The unprecedented zeal of Turkish President Recep Tayyip Erdogan's purge, after an attempted military coup on July 15, has attracted condemnation from international partners and damaged ties with allies in Europe and further afield. Erdogan has accused exiled cleric Fethullah Gülen of masterminding the coup, and his global efforts to crack down on Gülen's religious movement Hizmet have shifted Turkey's political battleground to the streets of foreign cities.


Thousands demonstrated in support of Erdogan in the German city of Cologne yesterday, after German authorities refused to extradite local Gülenists to Turkey or shut down their institutions. Other European countries with significant Turkish diasporas, such as Austria, Belgium, and the Netherlands, have seen large pro-Erdogan rallies while Gülen supporters have received death threats.


While some Turkish allies like Somalia and Azerbaijan closed Gülen-linked schools, hospitals, and universities, others like Kyrgyzstan and Indonesia have declined to follow suit. Perhaps the country that gives Erdogan the biggest headache is the United States, where authorities appear reluctant to extradite Gülen, now living in Pennsylvania. The Turkish president engaged in a war of words with a top U.S. general, telling him to "know his place" and accusing him of supporting the coup plotters.

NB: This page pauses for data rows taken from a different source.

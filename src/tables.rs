use std::time::Duration;

use comfy_table::{Attribute, Cell, CellAlignment, Color, Table, modifiers, presets};
use humantime::format_duration;

use crate::{
    core::{aggregator::DayState, totals::DailyTotals},
    settings::Settings,
};

/// Summary of a freshly closed day.
pub fn build_day_table(state: &DayState, totals: &DailyTotals, settings: &Settings) -> Table {
    let labels = &settings.labels;
    let value = totals.energy * labels.value_per_kwh;
    let integrated = state.series.integrate(settings.integration);

    let mut table = Table::new();
    table.load_preset(presets::UTF8_FULL_CONDENSED).apply_modifier(modifiers::UTF8_ROUND_CORNERS);
    table.enforce_styling();
    table.set_header(vec![Cell::new(&labels.location), Cell::new(totals.date)]);
    table.add_row(vec![
        Cell::new("Generated"),
        Cell::new(format!("{:.3} kWh", totals.energy.0))
            .set_alignment(CellAlignment::Right)
            .add_attribute(Attribute::Bold),
    ]);
    table.add_row(vec![
        Cell::new(&labels.value_label),
        Cell::new(format!("{}{:.2}", labels.currency, value.0))
            .set_alignment(CellAlignment::Right)
            .fg(Color::Green),
    ]);
    table.add_row(vec![
        Cell::new("Peak"),
        Cell::new(format!("{:.0} W", totals.peak_power.0)).set_alignment(CellAlignment::Right),
    ]);
    table.add_row(vec![
        Cell::new("Peak at"),
        Cell::new(totals.peak_at.map_or_else(|| "-".to_owned(), |at| at.format("%H:%M").to_string()))
            .set_alignment(CellAlignment::Right)
            .add_attribute(Attribute::Dim),
    ]);
    if let Some(average) = integrated.average() {
        #[allow(clippy::cast_possible_truncation, clippy::cast_sign_loss)]
        let minutes = (integrated.hours.0 * 60.0).round().max(0.0) as u64;
        table.add_row(vec![
            Cell::new(format!("Average over {}", format_duration(Duration::from_secs(minutes * 60)))),
            Cell::new(format!("{:.3} kW", average.0)).set_alignment(CellAlignment::Right),
        ]);
    }
    table.add_row(vec![
        Cell::new("Samples"),
        Cell::new(state.series.len()).set_alignment(CellAlignment::Right).add_attribute(Attribute::Dim),
    ]);
    for (id, energy) in state.strings.energies(settings.integration) {
        table.add_row(vec![
            Cell::new(labels.string_name(id)),
            Cell::new(format!("{:.3} kWh", energy.0)).set_alignment(CellAlignment::Right),
        ]);
    }
    table
}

It's clear that what is happening in Turkey is no longer restricted to the country's borders.



WHAT TO LOOK FOR TODAY

  • Parades and tea parties to celebrate England's largest county on Yorkshire Day.
  • Greece eases the capital controls imposed last year to lure back billions of euros.


MOUNTING EVIDENCE MH370 "GLIDED" INTO OCEAN

There's increasing evidence that MH370, the Malaysia Airlines flight that disappeared in March 2014, might have been flown into water. Senior air crash investigator Larry Vance says it's likely that someone was in control of the plane until the very end, which would put the wreckage in a different area from the zone currently being searched. Read more from the New Zealand Herald.

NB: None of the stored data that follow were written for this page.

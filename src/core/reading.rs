use bon::Builder;
use chrono::{DateTime, Local, NaiveDate, Timelike};

use crate::quantity::{
    electric::{Amperes, Volts},
    power::Watts,
};

/// Instantaneous inverter snapshot.
#[must_use]
#[derive(Clone, Debug, PartialEq, Builder)]
pub struct Reading {
    pub timestamp: DateTime<Local>,

    /// Total AC output.
    pub power: Watts,

    #[builder(default)]
    pub strings: Vec<StringReading>,
}

impl Reading {
    pub fn day(&self) -> NaiveDate {
        self.timestamp.date_naive()
    }

    /// Sample timestamp: the reading time truncated to the whole minute.
    pub fn minute(&self) -> DateTime<Local> {
        truncate_to_minute(self.timestamp)
    }
}

/// DC values of a single PV string.
#[must_use]
#[derive(Copy, Clone, Debug, PartialEq, Builder)]
pub struct StringReading {
    /// One-based string number as the inverter counts them.
    pub id: usize,

    pub current: Amperes,
    pub voltage: Volts,
}

impl StringReading {
    pub fn power(&self) -> Watts {
        self.current * self.voltage
    }

    pub const fn is_plausible(&self) -> bool {
        self.current.is_non_negative_finite() && self.voltage.is_non_negative_finite()
    }
}

pub fn truncate_to_minute(timestamp: DateTime<Local>) -> DateTime<Local> {
    timestamp.with_nanosecond(0).and_then(|it| it.with_second(0)).unwrap_or(timestamp)
}
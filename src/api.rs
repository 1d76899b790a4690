mod client;
mod fronius;
mod reading_source;

pub use self::{fronius::Api as Fronius, reading_source::ReadingSource};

TOKYO ELECTS FIRST FEMALE GOVERNOR

Yuriko Koike, a former minister of Japan's governing party, won a landslide victory as the world's largest urban area elected its first female governor. The Japan Times reports that the 64-year-old, who defied her party by running against its official candidate, will seek to rein in costs in hosting the 2020 Olympics after financial scandals ousted her predecessors.


— MY GRAND-PERE'S WORLD

A Khlong Time Ago — Bangkok, 1993


TEXAS "CAMPUS CARRY" LAW GOES INTO EFFECT

A controversial law allowing concealed handguns on university campuses in the U.S. state of Texas goes into effect today, which is also the 50th anniversary of a deadly shooting at the University of Texas at Austin. Some universities designated "gun-free zones" on campus. Read more from the Fort Worth Star-Telegram.

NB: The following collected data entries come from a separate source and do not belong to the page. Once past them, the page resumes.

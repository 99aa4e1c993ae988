// Consensus rankings JSON loader.
//
// Reads a `consensus.json` file of the form
// `{ "source": ..., "updated_at": ..., "players": [ ... ] }`. Player objects
// come from several exporters, so field names are accepted under their
// common aliases, and numbers may arrive as JSON numbers or as strings. A
// row that still cannot be read is skipped with a warning.

use std::io::Read;
use std::path::PathBuf;

use chrono::{DateTime, Utc};
use serde::{Deserialize, Deserializer};
use tracing::warn;

use super::{CatalogError, CatalogMeta, CatalogSource, LoadedPlayers};
use crate::normalize::{normalize_bye, normalize_position, normalize_team, parse_number, whole_number};
use crate::player::{PlayerId, PlayerRecord, Position};

// ---------------------------------------------------------------------------
// Raw serde structs (private)
// ---------------------------------------------------------------------------

#[derive(Debug, Deserialize)]
struct RawConsensusFile {
    #[serde(default)]
    source: Option<String>,
    #[serde(default)]
    updated_at: Option<String>,
    players: Vec<serde_json::Value>,
}

/// One player object. Unknown keys (notes, risk, receptions, ...) are ignored.
#[derive(Debug, Deserialize)]
struct RawConsensusPlayer {
    #[serde(default, deserialize_with = "lenient_number")]
    id: Option<f64>,
    #[serde(default, alias = "name", alias = "Player")]
    player: Option<String>,
    #[serde(default, alias = "position", alias = "Position")]
    pos: Option<String>,
    #[serde(default, alias = "Team")]
    team: Option<String>,
    #[serde(default, alias = "Bye", alias = "bye_week", deserialize_with = "lenient_number")]
    bye: Option<f64>,
    #[serde(default, alias = "rank", alias = "ECR", deserialize_with = "lenient_number")]
    ecr: Option<f64>,
    #[serde(default, alias = "ADP", deserialize_with = "lenient_number")]
    adp: Option<f64>,
    #[serde(default, alias = "Tier", deserialize_with = "lenient_number")]
    tier: Option<f64>,
    #[serde(
        default,
        alias = "Projection_PPR",
        alias = "proj",
        deserialize_with = "lenient_number"
    )]
    proj_ppr: Option<f64>,
}

#[derive(Deserialize)]
#[serde(untagged)]
enum NumberOrText {
    Number(f64),
    Text(String),
}

/// Accept `10`, `10.0`, `"10"` or null. Unparsable text reads as absent.
fn lenient_number<'de, D>(deserializer: D) -> Result<Option<f64>, D::Error>
where
    D: Deserializer<'de>,
{
    let value = Option::<NumberOrText>::deserialize(deserializer)?;
    Ok(match value {
        Some(NumberOrText::Number(v)) => Some(v).filter(|v| v.is_finite()),
        Some(NumberOrText::Text(s)) => parse_number(&s),
        None => None,
    })
}

// ---------------------------------------------------------------------------
// Source
// ---------------------------------------------------------------------------

/// Loads players from a consensus JSON file on disk.
#[derive(Debug, Clone)]
pub struct ConsensusJsonSource {
    path: PathBuf,
}

impl ConsensusJsonSource {
    pub fn new(path: impl Into<PathBuf>) -> Self {
        ConsensusJsonSource { path: path.into() }
    }
}

impl CatalogSource for ConsensusJsonSource {
    fn load(&self) -> Result<LoadedPlayers, CatalogError> {
        let path_str = self.path.display().to_string();
        let file = std::fs::File::open(&self.path).map_err(|e| CatalogError::Io {
            path: path_str.clone(),
            source: e,
        })?;
        load_from_reader(std::io::BufReader::new(file)).map_err(|e| CatalogError::Json {
            path: path_str,
            source: e,
        })
    }
}

// ---------------------------------------------------------------------------
// Reader-based loader (enables testing without temp files)
// ---------------------------------------------------------------------------

fn load_from_reader<R: Read>(rdr: R) -> Result<LoadedPlayers, serde_json::Error> {
    let raw: RawConsensusFile = serde_json::from_reader(rdr)?;

    let updated_at = raw.updated_at.as_deref().and_then(parse_timestamp);

    let players = raw
        .players
        .into_iter()
        .enumerate()
        .filter_map(|(i, value)| match RawConsensusPlayer::deserialize(value) {
            Ok(raw) => convert_player(i, raw),
            Err(e) => {
                warn!("skipping consensus row {}: {}", i + 1, e);
                None
            }
        })
        .collect();

    Ok(LoadedPlayers {
        players,
        meta: CatalogMeta {
            source: raw.source.or_else(|| Some("consensus.json".to_string())),
            updated_at,
        },
    })
}

fn convert_player(row: usize, raw: RawConsensusPlayer) -> Option<PlayerRecord> {
    let name = raw.player.unwrap_or_default().trim().to_string();
    if name.is_empty() {
        warn!("skipping consensus row {}: missing player name", row + 1);
        return None;
    }

    let id = raw
        .id
        .and_then(whole_number)
        .and_then(|id| u32::try_from(id).ok())
        .filter(|id| *id >= 1)
        .unwrap_or(row as u32 + 1);
    let position = Position::from_code(&normalize_position(raw.pos.as_deref().unwrap_or("")));

    Some(PlayerRecord {
        id: PlayerId(id),
        name,
        position,
        team: normalize_team(raw.team.as_deref().unwrap_or("")),
        bye_week: raw.bye.and_then(whole_number).and_then(normalize_bye),
        drafted: false,
        ecr: raw.ecr,
        adp: raw.adp,
        tier: raw
            .tier
            .and_then(whole_number)
            .and_then(|t| u32::try_from(t).ok())
            .filter(|t| *t > 0),
        proj_ppr: raw.proj_ppr,
    })
}

fn parse_timestamp(s: &str) -> Option<DateTime<Utc>> {
    match DateTime::parse_from_rfc3339(s) {
        Ok(dt) => Some(dt.with_timezone(&Utc)),
        Err(e) => {
            warn!("ignoring unparsable updated_at '{}': {}", s, e);
            None
        }
    }
}

// ---------------------------------------------------------------------------
// Tests
// ---------------------------------------------------------------------------

#[cfg(test)]
mod tests {
    use super::*;
    use chrono::Datelike;

    #[test]
    fn parses_converter_output() {
        let json = r#"{
            "source": "FantasyPros CSV (PPR Cheatsheet download)",
            "updated_at": "2025-08-20T14:03:11.512000Z",
            "players": [
                {"id": 1, "player": "Ja'Marr Chase", "pos": "WR", "team": "CIN", "bye": 10,
                 "ecr": 1, "adp": null, "proj_ppr": 0.0, "tier": 1,
                 "notes": {"ecr_vs_adp": null}},
                {"id": 2, "player": "Bijan Robinson", "pos": "RB", "team": "ATL", "bye": 5,
                 "ecr": 2, "tier": 1}
            ]
        }"#;
        let loaded = load_from_reader(json.as_bytes()).unwrap();
        assert_eq!(loaded.players.len(), 2);
        assert_eq!(
            loaded.meta.source.as_deref(),
            Some("FantasyPros CSV (PPR Cheatsheet download)")
        );
        assert_eq!(loaded.meta.updated_at.unwrap().year(), 2025);

        let chase = &loaded.players[0];
        assert_eq!(chase.id, PlayerId(1));
        assert_eq!(chase.position, Position::WideReceiver);
        assert_eq!(chase.bye_week, Some(10));
        assert_eq!(chase.ecr, Some(1.0));
        assert_eq!(chase.tier, Some(1));
        assert!(chase.adp.is_none());
    }

    #[test]
    fn accepts_field_aliases() {
        let json = r#"{"players": [
            {"name": "Josh Allen", "position": "QB1", "Team": "buf", "bye_week": 7, "rank": 20}
        ]}"#;
        let loaded = load_from_reader(json.as_bytes()).unwrap();
        let p = &loaded.players[0];
        assert_eq!(p.name, "Josh Allen");
        assert_eq!(p.position, Position::Quarterback);
        assert_eq!(p.team, "BUF");
        assert_eq!(p.bye_week, Some(7));
        assert_eq!(p.ecr, Some(20.0));
    }

    #[test]
    fn missing_id_defaults_to_row_number() {
        let json = r#"{"players": [
            {"player": "A", "pos": "RB"},
            {"player": "B", "pos": "RB"}
        ]}"#;
        let loaded = load_from_reader(json.as_bytes()).unwrap();
        let ids: Vec<u32> = loaded.players.iter().map(|p| p.id.0).collect();
        assert_eq!(ids, vec![1, 2]);
    }

    #[test]
    fn zero_bye_and_tier_are_absent() {
        let json = r#"{"players": [{"player": "A", "pos": "K", "bye": 0, "tier": 0}]}"#;
        let loaded = load_from_reader(json.as_bytes()).unwrap();
        assert!(loaded.players[0].bye_week.is_none());
        assert!(loaded.players[0].tier.is_none());
    }

    #[test]
    fn normalizes_team_and_defense() {
        let json = r#"{"players": [{"player": "Jaguars", "pos": "DST", "team": "JAX", "bye": 8}]}"#;
        let loaded = load_from_reader(json.as_bytes()).unwrap();
        assert_eq!(loaded.players[0].position, Position::Defense);
        assert_eq!(loaded.players[0].team, "JAC");
    }

    #[test]
    fn nameless_rows_skipped() {
        let json = r#"{"players": [{"pos": "WR"}, {"player": "Real", "pos": "WR"}]}"#;
        let loaded = load_from_reader(json.as_bytes()).unwrap();
        assert_eq!(loaded.players.len(), 1);
        assert_eq!(loaded.players[0].id, PlayerId(2));
    }

    #[test]
    fn numbers_as_strings_and_floats() {
        let json = r#"{"players": [
            {"id": 1, "player": "A", "pos": "WR", "bye": 5},
            {"id": 2, "player": "B", "pos": "RB", "bye": "10"},
            {"id": 3.0, "player": "C", "pos": "TE", "bye": 7.0, "tier": "2", "ecr": "14.5"}
        ]}"#;
        let loaded = load_from_reader(json.as_bytes()).unwrap();
        let byes: Vec<Option<u8>> = loaded.players.iter().map(|p| p.bye_week).collect();
        assert_eq!(byes, vec![Some(5), Some(10), Some(7)]);
        let c = &loaded.players[2];
        assert_eq!(c.id, PlayerId(3));
        assert_eq!(c.tier, Some(2));
        assert_eq!(c.ecr, Some(14.5));
    }

    #[test]
    fn unreadable_row_skipped_not_fatal() {
        let json = r#"{"players": [
            {"player": "A", "pos": "WR", "bye": {"week": 5}},
            "not a player",
            {"player": "B", "pos": "RB", "bye": "n/a"}
        ]}"#;
        let loaded = load_from_reader(json.as_bytes()).unwrap();
        assert_eq!(loaded.players.len(), 1);
        assert_eq!(loaded.players[0].name, "B");
        assert_eq!(loaded.players[0].id, PlayerId(3));
        assert!(loaded.players[0].bye_week.is_none());
    }

    #[test]
    fn fractional_id_falls_back_to_row_number() {
        let json = r#"{"players": [{"id": 1.5, "player": "A", "pos": "QB"}]}"#;
        let loaded = load_from_reader(json.as_bytes()).unwrap();
        assert_eq!(loaded.players[0].id, PlayerId(1));
    }

    #[test]
    fn missing_players_array_is_error() {
        let json = r#"{"source": "x"}"#;
        assert!(load_from_reader(json.as_bytes()).is_err());
    }

    #[test]
    fn bad_timestamp_is_ignored() {
        let json = r#"{"updated_at": "yesterday", "players": []}"#;
        let loaded = load_from_reader(json.as_bytes()).unwrap();
        assert!(loaded.meta.updated_at.is_none());
    }

    #[test]
    fn missing_file_is_io_error() {
        let source = ConsensusJsonSource::new("/nonexistent/consensus.json");
        assert!(matches!(source.load(), Err(CatalogError::Io { .. })));
    }
}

TALIBAN TARGETS FOREIGNERS IN KABUL

A Taliban truck bomb targeted a military and logistics services compound in Kabul that is primarily used by foreigners. Though casualties from the blast seem to be limited, one police officer and both attackers were killed in an ensuing gun battle.


— ON THIS DAY

80 years ago on this day, the Berlin Olympic Games opened. That, and more, in your 57-second shot of History.


VERBATIM

"The times we live in do not call for young couch potatoes, but young people with shoes, or better, boots laced," said Pope Francis at the World Youth Day in Krakow, Poland.


UBER AND CHINESE COMPETITOR MERGE

Ride-hailing service Uber announced a merger with Didi Chuxing, its largest competitor in China. According to Bloomberg, Didi will purchase Uber's Chinese subsidiary and invest in the San Francisco-based firm bringing Didi's valuation to $35 billion after the deal.


— WORLDCRUNCH-TO-GO

For French daily Le Monde, Catherine Vincent reflects on the power of online petitions, and their consequences — or lack thereof — on democratic decisions: "Is indignation with a few clicks becoming an unavoidable tool for direct democracy? Either way, citizen action of this kind is growing at a time when people are increasingly disenchanted with traditional systems of political representation. ... Online petitions are modern manifestations of something much older, but the Internet's vitality is breathing new life into the approach. Because they're connected to social networks, the online platforms that aggregate these petitions also make it possible for them to spread almost instantly, giving this mode of expression an unprecedented visibility."

Read the full article, Slacktivism Or Digital Revolutions? The Pros And Cons Of Online Activism.


STANDOFF IN ARMENIAN CAPITAL ENDS

About 20 gunmen who had seized a police station in the Armenian capital of Yerevan surrendered yesterday. The anti-government group had occupied the building for two weeks in a bid to secure the release of jailed opposition leader Jirair Sefilian. Thousands of Armenians supported the group in a demonstration last week.


MORE STORIES, BROUGHT TO YOU BY WORLDCRUNCH

PARAGUAY DRUG LORD'S PLUSH PRISON CELL

Local police who raided the prison cell of Paraguayan drug lord Jarvis Chimenes Pavão were shocked to find him living a life of luxury. ABC Color reports that his three-room cell was fitted with a kitchen, a plasma TV and a conference room. Authorities launched an investigation to determine who was responsible for the "VIP" treatment.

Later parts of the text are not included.